Smoke dribbling from her nostrils, Vivienne returned her look. ‘By the way, Torrance will be fine. She just sprained an ankle and bashed her head.’
‘How d’you know?’
‘I’m sworn to secrecy, but it’s official.’
‘You bribed that copper, I’ll bet.’ Suddenly, Imogen shuddered from head to foot. ‘Thank God she wasn’t really hurt!’
‘Not like Sukie, you mean?’ Ignoring Imogen’s sharp intake of breath, she asked, ‘Had any thoughts about that?’
Imogen tried to shake her head, but her neck was almost rigid.
‘Well, I doubt it was an accident.’ Vivienne sank on to the bed and, picking up the false leg, began to examine it from the toes upwards, the cigarette stuck at the corner of her mouth. ‘And I don’t believe the pregnancy story, whatever Scott’s putting about, but that said, there’s no denying she’d been pretty down in the dumps lately, so she might well have topped herself.’ Speculatively, she gazed at Imogen. ‘What do you think?’

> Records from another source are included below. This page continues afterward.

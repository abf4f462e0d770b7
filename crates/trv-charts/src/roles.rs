use std::collections::BTreeSet;

use serde::{Deserialize, Serialize};
use trv_types::{ChartMode, SnapshotMetric, TIMESTAMP_KEY};

use crate::{error::ChartError, row::SeriesRow};

/// Stack shared by every breakdown area of a single-strategy chart.
pub const BREAKDOWN_STACK_ID: &str = "breakdown";

const DEFAULT_PALETTE: [&str; 6] = [
    "#BD7B4F", "#95613F", "#D0BE75", "#FFDEC9", "#5B3E2C", "#EADBC5",
];

/// Series colors, cycled by index. Never empty.
#[derive(Debug, Clone, PartialEq, Eq, Serialize)]
#[serde(transparent)]
pub struct Palette(Vec<String>);

impl Palette {
    pub fn new(colors: Vec<String>) -> Result<Self, ChartError> {
        if colors.is_empty() {
            return Err(ChartError::EmptyPalette);
        }
        Ok(Self(colors))
    }

    pub fn color(&self, index: usize) -> &str {
        &self.0[index % self.0.len()]
    }
}

impl Default for Palette {
    fn default() -> Self {
        Self(DEFAULT_PALETTE.iter().map(ToString::to_string).collect())
    }
}

impl<'de> Deserialize<'de> for Palette {
    fn deserialize<D>(deserializer: D) -> Result<Self, D::Error>
    where
        D: serde::Deserializer<'de>,
    {
        let colors = Vec::<String>::deserialize(deserializer)?;
        Self::new(colors).map_err(serde::de::Error::custom)
    }
}

#[derive(Debug, Clone, PartialEq, Eq, Serialize, Deserialize)]
pub struct LineSeries {
    pub series: String,
    pub color: String,
}

#[derive(Debug, Clone, PartialEq, Eq, Serialize, Deserialize)]
#[serde(rename_all = "camelCase")]
pub struct StackedSeries {
    pub series: String,
    pub color: String,
    pub stack_id: String,
}

#[derive(Debug, Clone, Default, PartialEq, Eq, Serialize, Deserialize)]
#[serde(rename_all = "camelCase")]
pub struct ChartRoles {
    pub lines: Vec<LineSeries>,
    pub stacked_items: Vec<StackedSeries>,
}

/// Every series key present in any of `rows`, sorted.
///
/// All rows are scanned since tokens enter and leave a strategy over time,
/// so no single row is guaranteed to carry the full key set.
pub fn infer_keys(rows: &[SeriesRow]) -> Vec<String> {
    rows.iter()
        .flat_map(SeriesRow::keys)
        .filter(|key| *key != TIMESTAMP_KEY)
        .collect::<BTreeSet<_>>()
        .into_iter()
        .map(str::to_string)
        .collect()
}

/// Decides how each key is drawn.
///
/// In aggregate mode each key is a line. In single-strategy mode only the
/// selected metric is a line, on the first color, and the remaining keys are
/// stacked areas on the following colors.
pub fn assign_roles(
    keys: &[String],
    mode: ChartMode,
    selected: SnapshotMetric,
    palette: &Palette,
) -> ChartRoles {
    if keys.is_empty() {
        return ChartRoles::default();
    }

    match mode {
        ChartMode::Aggregate => ChartRoles {
            lines: keys
                .iter()
                .enumerate()
                .map(|(ix, key)| LineSeries {
                    series: key.clone(),
                    color: palette.color(ix).to_string(),
                })
                .collect(),
            stacked_items: Vec::new(),
        },
        ChartMode::SingleStrategy => ChartRoles {
            lines: vec![LineSeries {
                series: selected.as_str().to_string(),
                color: palette.color(0).to_string(),
            }],
            stacked_items: keys
                .iter()
                .filter(|key| key.as_str() != selected.as_str())
                .enumerate()
                .map(|(ix, key)| StackedSeries {
                    series: key.clone(),
                    color: palette.color(ix + 1).to_string(),
                    stack_id: BREAKDOWN_STACK_ID.to_string(),
                })
                .collect(),
        },
    }
}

Imogen made no response. As the ash on Vivienne’s cigarette grew longer and began to droop, she leaned awkwardly from her chair to offer a tin holding the remains of a scented candle.
‘Ta.’ Vivienne took it from her. Still investigating the artificial leg, she enquired, ‘What was making Sukie so bloody miserable? You knew her better than anyone. You’ve got to have some idea.’
‘I don’t!’
Vivienne stared at her. ‘Maybe not,’ she agreed thoughtfully. ‘You hadn’t had much to do with her lately, had you?’ Again, there was no response. ‘Why was that? What went wrong between you?’